## Your instructions
Check each line of the listing below for the string "admin", and copy the ones that have it.

[[ Task material open ]]

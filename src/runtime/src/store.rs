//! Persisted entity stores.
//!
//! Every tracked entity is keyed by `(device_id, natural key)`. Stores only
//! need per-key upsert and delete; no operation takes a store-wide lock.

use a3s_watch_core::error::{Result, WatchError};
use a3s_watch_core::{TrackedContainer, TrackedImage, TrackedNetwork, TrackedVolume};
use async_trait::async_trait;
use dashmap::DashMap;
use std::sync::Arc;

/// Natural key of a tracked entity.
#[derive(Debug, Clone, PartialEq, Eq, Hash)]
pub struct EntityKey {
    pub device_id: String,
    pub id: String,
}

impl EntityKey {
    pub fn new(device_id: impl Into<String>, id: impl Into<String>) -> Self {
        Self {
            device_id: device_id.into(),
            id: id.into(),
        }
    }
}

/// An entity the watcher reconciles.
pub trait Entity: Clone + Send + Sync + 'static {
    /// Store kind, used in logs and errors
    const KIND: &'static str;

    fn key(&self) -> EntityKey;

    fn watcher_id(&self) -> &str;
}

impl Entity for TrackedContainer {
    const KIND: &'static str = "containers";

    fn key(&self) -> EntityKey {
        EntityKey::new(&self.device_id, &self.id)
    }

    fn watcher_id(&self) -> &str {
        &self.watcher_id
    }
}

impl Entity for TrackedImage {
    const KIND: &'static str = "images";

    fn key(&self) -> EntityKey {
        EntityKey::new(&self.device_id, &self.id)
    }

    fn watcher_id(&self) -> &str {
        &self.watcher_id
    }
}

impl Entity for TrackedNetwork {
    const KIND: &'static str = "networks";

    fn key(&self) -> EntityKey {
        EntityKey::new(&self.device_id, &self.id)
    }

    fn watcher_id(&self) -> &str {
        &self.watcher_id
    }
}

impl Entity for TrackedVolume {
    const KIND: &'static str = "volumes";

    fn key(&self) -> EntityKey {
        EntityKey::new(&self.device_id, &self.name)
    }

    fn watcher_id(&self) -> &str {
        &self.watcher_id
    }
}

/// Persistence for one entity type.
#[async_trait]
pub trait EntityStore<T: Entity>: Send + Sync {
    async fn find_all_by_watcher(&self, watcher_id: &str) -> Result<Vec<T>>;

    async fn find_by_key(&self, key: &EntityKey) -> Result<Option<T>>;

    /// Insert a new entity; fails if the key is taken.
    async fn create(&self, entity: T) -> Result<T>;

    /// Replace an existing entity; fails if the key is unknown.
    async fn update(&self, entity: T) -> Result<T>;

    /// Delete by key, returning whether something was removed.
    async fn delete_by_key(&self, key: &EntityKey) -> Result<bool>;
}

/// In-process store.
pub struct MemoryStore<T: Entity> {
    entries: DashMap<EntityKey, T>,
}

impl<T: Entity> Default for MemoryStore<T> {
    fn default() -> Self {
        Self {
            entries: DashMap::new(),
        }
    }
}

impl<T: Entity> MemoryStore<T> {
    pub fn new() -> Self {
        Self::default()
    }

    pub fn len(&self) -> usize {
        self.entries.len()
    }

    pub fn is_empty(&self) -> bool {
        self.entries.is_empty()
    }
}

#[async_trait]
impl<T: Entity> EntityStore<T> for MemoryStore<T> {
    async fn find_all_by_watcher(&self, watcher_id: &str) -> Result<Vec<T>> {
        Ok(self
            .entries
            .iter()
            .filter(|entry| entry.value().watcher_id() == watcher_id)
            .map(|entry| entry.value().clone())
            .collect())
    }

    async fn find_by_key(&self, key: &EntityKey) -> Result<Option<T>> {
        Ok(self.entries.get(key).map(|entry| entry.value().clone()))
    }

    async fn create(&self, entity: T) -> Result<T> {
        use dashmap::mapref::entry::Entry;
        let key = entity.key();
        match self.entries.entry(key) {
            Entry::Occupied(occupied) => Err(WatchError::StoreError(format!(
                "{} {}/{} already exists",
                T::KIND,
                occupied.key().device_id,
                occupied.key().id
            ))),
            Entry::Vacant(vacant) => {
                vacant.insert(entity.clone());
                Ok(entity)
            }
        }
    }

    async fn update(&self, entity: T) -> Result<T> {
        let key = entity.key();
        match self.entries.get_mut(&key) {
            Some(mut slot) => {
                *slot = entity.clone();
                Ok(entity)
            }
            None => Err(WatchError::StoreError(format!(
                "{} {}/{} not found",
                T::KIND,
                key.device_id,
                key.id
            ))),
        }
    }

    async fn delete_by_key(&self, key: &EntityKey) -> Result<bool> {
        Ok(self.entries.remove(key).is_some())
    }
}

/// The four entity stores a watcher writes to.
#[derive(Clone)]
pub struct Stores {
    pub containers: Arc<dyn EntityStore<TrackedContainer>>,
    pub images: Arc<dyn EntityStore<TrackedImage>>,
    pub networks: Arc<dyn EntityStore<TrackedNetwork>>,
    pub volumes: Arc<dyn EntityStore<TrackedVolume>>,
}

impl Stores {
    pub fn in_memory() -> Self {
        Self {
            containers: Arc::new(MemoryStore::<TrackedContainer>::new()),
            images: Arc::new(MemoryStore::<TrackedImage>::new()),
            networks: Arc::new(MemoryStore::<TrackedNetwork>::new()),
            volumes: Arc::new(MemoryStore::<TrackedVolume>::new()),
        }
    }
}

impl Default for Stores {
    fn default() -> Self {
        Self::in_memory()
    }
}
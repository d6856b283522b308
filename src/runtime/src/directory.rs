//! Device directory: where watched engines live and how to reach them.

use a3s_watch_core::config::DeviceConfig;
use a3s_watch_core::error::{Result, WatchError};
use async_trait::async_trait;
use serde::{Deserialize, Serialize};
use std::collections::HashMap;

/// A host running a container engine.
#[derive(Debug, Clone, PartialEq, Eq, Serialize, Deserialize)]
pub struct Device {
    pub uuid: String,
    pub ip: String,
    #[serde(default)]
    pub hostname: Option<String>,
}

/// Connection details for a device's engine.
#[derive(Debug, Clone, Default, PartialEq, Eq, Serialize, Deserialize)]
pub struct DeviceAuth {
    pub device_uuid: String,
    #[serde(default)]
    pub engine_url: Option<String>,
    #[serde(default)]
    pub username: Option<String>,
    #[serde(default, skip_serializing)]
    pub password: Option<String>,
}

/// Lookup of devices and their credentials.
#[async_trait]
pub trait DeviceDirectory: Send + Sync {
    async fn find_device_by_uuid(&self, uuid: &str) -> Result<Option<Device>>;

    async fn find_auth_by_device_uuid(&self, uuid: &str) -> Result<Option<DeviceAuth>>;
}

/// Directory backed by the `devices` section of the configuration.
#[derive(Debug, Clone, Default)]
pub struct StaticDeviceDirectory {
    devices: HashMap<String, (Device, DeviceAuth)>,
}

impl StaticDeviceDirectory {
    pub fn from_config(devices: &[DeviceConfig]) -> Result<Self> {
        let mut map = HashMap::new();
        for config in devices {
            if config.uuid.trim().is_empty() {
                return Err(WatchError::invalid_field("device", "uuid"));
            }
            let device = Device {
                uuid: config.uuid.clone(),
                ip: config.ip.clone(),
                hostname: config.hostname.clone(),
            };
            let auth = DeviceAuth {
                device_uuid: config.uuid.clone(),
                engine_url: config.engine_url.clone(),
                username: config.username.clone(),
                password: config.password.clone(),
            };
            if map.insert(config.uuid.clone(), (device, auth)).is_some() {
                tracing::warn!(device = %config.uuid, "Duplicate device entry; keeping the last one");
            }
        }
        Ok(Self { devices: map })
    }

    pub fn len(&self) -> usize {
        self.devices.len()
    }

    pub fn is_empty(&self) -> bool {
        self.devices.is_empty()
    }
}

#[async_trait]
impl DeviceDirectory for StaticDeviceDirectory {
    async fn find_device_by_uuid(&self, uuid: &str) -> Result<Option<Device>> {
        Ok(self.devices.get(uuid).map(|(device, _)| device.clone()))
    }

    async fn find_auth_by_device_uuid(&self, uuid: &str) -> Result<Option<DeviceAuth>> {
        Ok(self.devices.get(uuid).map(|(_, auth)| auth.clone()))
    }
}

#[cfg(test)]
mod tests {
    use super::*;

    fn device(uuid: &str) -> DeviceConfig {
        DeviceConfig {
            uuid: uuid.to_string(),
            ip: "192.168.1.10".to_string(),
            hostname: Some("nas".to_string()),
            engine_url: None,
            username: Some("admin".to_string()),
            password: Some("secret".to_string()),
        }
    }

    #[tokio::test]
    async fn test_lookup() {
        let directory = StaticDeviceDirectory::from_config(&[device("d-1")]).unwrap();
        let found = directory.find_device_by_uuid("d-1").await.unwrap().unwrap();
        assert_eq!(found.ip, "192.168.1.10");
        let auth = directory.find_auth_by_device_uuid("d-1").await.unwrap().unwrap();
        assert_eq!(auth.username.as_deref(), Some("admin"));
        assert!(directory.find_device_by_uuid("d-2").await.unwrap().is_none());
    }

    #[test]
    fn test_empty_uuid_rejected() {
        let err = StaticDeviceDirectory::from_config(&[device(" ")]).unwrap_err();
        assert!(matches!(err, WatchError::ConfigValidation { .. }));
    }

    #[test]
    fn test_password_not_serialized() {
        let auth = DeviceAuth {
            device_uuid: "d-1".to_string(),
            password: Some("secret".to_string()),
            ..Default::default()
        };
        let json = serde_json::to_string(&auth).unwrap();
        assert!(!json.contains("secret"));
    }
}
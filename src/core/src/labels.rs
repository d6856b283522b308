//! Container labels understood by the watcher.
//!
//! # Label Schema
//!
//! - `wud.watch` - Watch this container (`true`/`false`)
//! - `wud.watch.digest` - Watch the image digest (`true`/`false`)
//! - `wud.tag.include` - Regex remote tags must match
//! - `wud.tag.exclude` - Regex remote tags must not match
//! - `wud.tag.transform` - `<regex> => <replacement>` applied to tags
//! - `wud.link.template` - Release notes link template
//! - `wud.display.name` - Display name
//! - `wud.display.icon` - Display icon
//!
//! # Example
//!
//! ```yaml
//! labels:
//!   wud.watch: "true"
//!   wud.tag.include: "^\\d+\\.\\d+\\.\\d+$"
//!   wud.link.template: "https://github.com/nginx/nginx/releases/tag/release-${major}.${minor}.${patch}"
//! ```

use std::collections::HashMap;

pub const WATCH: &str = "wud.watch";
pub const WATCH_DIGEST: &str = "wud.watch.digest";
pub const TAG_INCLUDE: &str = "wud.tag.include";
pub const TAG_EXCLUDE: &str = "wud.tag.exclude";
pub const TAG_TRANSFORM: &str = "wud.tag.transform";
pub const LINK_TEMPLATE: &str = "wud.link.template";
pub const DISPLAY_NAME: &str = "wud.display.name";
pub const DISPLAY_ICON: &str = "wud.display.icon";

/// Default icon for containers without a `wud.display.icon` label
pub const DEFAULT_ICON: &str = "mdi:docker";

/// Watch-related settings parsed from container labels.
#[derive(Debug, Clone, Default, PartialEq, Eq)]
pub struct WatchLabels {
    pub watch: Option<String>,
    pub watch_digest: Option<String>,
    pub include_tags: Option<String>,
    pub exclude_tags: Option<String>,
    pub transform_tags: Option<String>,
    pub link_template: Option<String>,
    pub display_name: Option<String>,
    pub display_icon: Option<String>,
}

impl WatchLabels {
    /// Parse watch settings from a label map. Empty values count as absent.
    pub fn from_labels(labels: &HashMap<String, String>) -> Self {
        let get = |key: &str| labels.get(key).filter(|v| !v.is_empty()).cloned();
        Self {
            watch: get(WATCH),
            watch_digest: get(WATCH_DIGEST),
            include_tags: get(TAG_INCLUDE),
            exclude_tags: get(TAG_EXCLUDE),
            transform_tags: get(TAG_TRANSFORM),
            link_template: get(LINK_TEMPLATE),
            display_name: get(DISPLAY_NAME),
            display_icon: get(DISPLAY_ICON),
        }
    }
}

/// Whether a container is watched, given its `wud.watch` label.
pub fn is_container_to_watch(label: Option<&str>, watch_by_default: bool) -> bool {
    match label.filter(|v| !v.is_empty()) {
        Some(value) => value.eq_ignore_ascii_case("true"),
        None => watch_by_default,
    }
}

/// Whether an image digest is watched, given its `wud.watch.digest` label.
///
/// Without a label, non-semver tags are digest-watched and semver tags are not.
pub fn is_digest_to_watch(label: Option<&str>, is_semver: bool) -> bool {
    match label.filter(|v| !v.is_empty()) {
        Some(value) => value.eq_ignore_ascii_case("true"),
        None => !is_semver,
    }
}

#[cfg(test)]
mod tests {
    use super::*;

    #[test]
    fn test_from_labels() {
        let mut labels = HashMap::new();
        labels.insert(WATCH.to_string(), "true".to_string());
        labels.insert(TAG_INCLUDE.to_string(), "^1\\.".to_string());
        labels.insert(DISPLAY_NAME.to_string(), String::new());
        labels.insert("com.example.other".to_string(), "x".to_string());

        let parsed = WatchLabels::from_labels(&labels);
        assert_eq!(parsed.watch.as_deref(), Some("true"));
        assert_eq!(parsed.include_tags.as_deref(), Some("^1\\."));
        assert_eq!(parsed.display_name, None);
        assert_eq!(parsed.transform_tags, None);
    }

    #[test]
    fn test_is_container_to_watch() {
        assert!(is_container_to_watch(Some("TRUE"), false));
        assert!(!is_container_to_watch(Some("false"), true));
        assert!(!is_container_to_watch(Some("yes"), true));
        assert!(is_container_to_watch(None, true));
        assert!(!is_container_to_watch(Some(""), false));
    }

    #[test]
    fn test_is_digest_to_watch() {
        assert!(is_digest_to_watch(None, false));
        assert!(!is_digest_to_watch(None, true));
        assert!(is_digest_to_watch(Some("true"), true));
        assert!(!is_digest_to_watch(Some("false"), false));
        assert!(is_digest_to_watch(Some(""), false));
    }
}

[[ Task material closed ]]

## Output of the exercise
            username: Some("admin".to_string()),
        assert_eq!(auth.username.as_deref(), Some("admin"));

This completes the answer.